- TRY IT
In the listing below, the answer starts at the line that has "and result parsing." and stops after the line that has "pub const DEFAULT_NAME_SERVICE_HOST: &str"; please repeat that part exactly and nothing more.
-------- MATERIAL FOR THIS EXERCISE --------
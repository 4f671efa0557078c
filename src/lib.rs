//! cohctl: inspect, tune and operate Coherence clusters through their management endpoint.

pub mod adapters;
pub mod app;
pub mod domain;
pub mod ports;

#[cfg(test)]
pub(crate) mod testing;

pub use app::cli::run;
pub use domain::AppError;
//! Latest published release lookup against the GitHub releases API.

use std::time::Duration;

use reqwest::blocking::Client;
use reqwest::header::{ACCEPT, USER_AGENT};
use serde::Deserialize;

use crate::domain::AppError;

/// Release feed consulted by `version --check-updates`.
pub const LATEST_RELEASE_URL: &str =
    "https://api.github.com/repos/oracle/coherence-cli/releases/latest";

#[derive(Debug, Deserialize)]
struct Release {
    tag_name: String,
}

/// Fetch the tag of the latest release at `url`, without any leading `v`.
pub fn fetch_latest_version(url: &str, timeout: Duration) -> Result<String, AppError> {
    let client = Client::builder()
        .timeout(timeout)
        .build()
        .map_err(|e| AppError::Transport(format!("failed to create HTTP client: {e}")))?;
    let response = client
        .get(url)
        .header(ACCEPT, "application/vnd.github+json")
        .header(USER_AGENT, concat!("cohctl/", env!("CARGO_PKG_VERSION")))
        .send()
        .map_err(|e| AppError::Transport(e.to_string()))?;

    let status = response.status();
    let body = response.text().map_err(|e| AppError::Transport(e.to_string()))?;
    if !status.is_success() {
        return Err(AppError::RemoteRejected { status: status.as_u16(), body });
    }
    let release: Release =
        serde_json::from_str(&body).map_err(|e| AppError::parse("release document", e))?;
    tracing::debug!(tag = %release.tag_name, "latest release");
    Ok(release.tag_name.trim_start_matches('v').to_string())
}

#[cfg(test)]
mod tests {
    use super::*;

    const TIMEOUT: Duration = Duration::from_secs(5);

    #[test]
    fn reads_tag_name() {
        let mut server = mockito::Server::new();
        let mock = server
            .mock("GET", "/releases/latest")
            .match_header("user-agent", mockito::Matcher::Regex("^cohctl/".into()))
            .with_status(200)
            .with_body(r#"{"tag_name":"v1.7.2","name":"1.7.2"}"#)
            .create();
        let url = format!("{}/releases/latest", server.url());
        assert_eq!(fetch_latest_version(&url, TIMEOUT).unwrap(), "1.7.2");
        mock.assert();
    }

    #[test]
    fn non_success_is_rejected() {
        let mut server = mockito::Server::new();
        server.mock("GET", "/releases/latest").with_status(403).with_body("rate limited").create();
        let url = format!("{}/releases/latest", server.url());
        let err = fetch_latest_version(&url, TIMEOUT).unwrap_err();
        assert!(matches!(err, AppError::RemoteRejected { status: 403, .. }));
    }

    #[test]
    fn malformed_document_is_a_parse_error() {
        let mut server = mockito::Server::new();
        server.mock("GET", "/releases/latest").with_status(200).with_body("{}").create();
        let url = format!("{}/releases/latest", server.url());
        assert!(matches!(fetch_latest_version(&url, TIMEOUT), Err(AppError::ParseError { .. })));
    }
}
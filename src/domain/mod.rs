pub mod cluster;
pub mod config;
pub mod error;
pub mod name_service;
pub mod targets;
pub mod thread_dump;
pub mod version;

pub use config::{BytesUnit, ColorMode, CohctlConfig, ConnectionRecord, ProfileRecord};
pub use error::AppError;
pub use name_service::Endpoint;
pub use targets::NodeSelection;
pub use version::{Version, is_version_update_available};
--------
-------- MATERIAL FOR THIS EXERCISE --------
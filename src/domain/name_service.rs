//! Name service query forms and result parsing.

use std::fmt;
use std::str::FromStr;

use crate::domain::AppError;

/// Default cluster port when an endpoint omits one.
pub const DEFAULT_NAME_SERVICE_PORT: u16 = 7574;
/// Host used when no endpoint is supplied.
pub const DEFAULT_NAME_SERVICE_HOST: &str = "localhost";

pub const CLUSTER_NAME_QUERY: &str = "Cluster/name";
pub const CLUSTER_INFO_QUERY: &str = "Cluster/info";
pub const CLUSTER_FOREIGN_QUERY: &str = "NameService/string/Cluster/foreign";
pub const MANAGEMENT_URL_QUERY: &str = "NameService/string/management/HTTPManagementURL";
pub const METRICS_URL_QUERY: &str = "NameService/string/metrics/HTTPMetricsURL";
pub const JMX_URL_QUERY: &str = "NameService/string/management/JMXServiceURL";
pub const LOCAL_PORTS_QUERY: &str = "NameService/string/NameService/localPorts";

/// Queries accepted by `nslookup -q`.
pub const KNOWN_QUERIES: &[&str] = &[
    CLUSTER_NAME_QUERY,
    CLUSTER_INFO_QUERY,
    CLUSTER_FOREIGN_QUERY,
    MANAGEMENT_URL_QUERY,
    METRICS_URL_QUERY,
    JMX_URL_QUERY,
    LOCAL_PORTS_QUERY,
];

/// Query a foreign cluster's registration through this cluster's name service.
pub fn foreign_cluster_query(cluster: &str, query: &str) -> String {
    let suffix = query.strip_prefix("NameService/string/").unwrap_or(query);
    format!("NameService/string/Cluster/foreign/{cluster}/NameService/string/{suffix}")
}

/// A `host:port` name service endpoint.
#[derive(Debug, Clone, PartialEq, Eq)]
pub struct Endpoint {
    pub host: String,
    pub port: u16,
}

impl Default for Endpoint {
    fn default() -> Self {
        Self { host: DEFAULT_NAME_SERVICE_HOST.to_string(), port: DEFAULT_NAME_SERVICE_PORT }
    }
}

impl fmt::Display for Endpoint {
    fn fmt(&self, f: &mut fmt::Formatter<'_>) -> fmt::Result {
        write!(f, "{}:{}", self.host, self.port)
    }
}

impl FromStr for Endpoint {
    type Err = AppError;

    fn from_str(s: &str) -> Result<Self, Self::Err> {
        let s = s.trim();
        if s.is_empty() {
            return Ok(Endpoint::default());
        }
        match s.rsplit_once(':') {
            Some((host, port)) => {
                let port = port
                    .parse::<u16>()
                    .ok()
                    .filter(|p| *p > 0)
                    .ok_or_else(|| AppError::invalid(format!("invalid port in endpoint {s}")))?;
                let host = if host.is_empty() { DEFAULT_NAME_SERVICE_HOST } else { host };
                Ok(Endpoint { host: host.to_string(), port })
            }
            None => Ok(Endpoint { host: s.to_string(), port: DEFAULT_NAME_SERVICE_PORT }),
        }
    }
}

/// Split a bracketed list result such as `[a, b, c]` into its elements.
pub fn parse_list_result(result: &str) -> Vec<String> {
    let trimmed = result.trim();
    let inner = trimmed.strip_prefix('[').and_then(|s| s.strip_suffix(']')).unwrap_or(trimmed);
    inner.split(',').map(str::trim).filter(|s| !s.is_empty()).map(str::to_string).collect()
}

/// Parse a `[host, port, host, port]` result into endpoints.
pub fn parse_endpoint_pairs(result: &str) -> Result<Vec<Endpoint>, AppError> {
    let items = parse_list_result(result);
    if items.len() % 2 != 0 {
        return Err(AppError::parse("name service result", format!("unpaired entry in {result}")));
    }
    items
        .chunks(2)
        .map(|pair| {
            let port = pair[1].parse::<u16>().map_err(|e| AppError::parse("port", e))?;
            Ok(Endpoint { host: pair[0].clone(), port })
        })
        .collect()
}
--------
- SOLUTION
//! Name service query forms and result parsing.

use std::fmt;
use std::str::FromStr;

use crate::domain::AppError;

/// Default cluster port when an endpoint omits one.
pub const DEFAULT_NAME_SERVICE_PORT: u16 = 7574;
/// Host used when no endpoint is supplied.
pub const DEFAULT_NAME_SERVICE_HOST: &str = "localhost";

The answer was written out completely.